Yes, children with injuries typically heal. When they don’t heal, we have to suspect something more serious. The same is true for children with low back pain. Some research data supports that 1/2 of all pediatric back pain in athletic patients is related to disturbances of the spine including spondylolysis, a common diagnosis with pre-adolescents and adolescents. “Spondylo” means spine/vertebral segment, “lysis” means fracture. Failure to pick up a spondylolysis can lead to a more aggravated condition where the fracture leads to instability and a vertebra can slip forward. Gymnastics, dance, soccer, football, track and field, weightlifting, rowing and wrestling are sports that may result in this injury.
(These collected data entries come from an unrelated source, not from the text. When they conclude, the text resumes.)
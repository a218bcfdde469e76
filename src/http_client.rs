//! HTTP Client 构建模块
//!
//! 提供统一的 HTTP Client 构建功能，支持代理配置，并按代理线路缓存 Client 以复用连接

use reqwest::{Client, Proxy};
use std::collections::HashMap;
use std::sync::Mutex;
use std::time::Duration;

use crate::pool::ProxyRoute;

/// 代理配置
#[derive(Debug, Clone, Default)]
pub struct ProxyConfig {
    /// 代理地址，支持 http/https/socks5
    pub url: String,
    /// 代理认证用户名
    pub username: Option<String>,
    /// 代理认证密码
    pub password: Option<String>,
}

impl ProxyConfig {
    /// 从 url 创建代理配置
    pub fn new(url: impl Into<String>) -> Self {
        Self {
            url: url.into(),
            username: None,
            password: None,
        }
    }

    /// 设置认证信息
    pub fn with_auth(mut self, username: impl Into<String>, password: impl Into<String>) -> Self {
        self.username = Some(username.into());
        self.password = Some(password.into());
        self
    }
}

/// 构建 HTTP Client
///
/// # Arguments
/// * `proxy` - 可选的代理配置
/// * `timeout` - 单次请求超时
pub fn build_client(proxy: Option<&ProxyConfig>, timeout: Duration) -> anyhow::Result<Client> {
    let mut builder = Client::builder()
        .timeout(timeout)
        .connect_timeout(timeout.min(Duration::from_secs(5)));

    if let Some(proxy_config) = proxy {
        let mut proxy = Proxy::all(&proxy_config.url)?;

        // 设置代理认证
        if let (Some(username), Some(password)) = (&proxy_config.username, &proxy_config.password) {
            proxy = proxy.basic_auth(username, password);
        }

        builder = builder.proxy(proxy);
        tracing::debug!("HTTP Client 使用代理: {}", proxy_config.url);
    }

    Ok(builder.build()?)
}

/// 按代理线路缓存的 HTTP Client
///
/// 直连 Client 在创建时构建；代理 Client 首次使用时构建
pub struct ClientCache {
    timeout: Duration,
    direct: Client,
    by_route: Mutex<HashMap<String, Client>>,
}

impl ClientCache {
    /// 创建缓存，`direct_proxy` 为未使用代理池时的固定代理
    pub fn new(direct_proxy: Option<&ProxyConfig>, timeout: Duration) -> anyhow::Result<Self> {
        Ok(Self {
            timeout,
            direct: build_client(direct_proxy, timeout)?,
            by_route: Mutex::new(HashMap::new()),
        })
    }

    /// 不经过代理池时使用的 Client
    pub fn direct(&self) -> Client {
        self.direct.clone()
    }

    /// 获取指定线路的 Client
    pub fn for_route(&self, route: &ProxyRoute) -> anyhow::Result<Client> {
        let key = route.key();
        let mut clients = self
            .by_route
            .lock()
            .unwrap_or_else(std::sync::PoisonError::into_inner);

        if let Some(client) = clients.get(&key) {
            return Ok(client.clone());
        }

        let client = build_client(Some(&route.to_proxy_config()), self.timeout)?;
        clients.insert(key, client.clone());
        tracing::debug!("为代理 {} 创建 HTTP Client，已缓存 {} 个", route, clients.len());
        Ok(client)
    }
}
Basically, the body repeatedly extends and rotates, compressing the spinal segment resulting in a stress response and eventual fracture. These are typically identified by a medical physician who is trained to order the proper imaging to diagnose this condition. A physical therapist may see these as typical low back pain, but a high level of suspicion needs to be had with this population due to its high prevalence. Once diagnosed, a patient with spondylolysis is often placed in a brace to avoid hyperextension forces to allow the bony segment to heal. However, some fractures don’t heal with bracing and at this time, it is not known why. After a period of immobilization, a physical therapist will teach the patient how to move their bodies. Most athletes are able to return to their regular level of activity and many do not progress into instability and slippage of vertebral segments. Although many of these athletes are very strong, they can have imbalances in movement that are difficult to assess without a trained eye. A physical therapist is trained to identify potential risk factors such as muscle imbalance and movement dysfunctions that may predispose this population to this injury. If diagnosed, a physical therapist should rehabilitate these children to ensure a safe return to their mode of physical activity.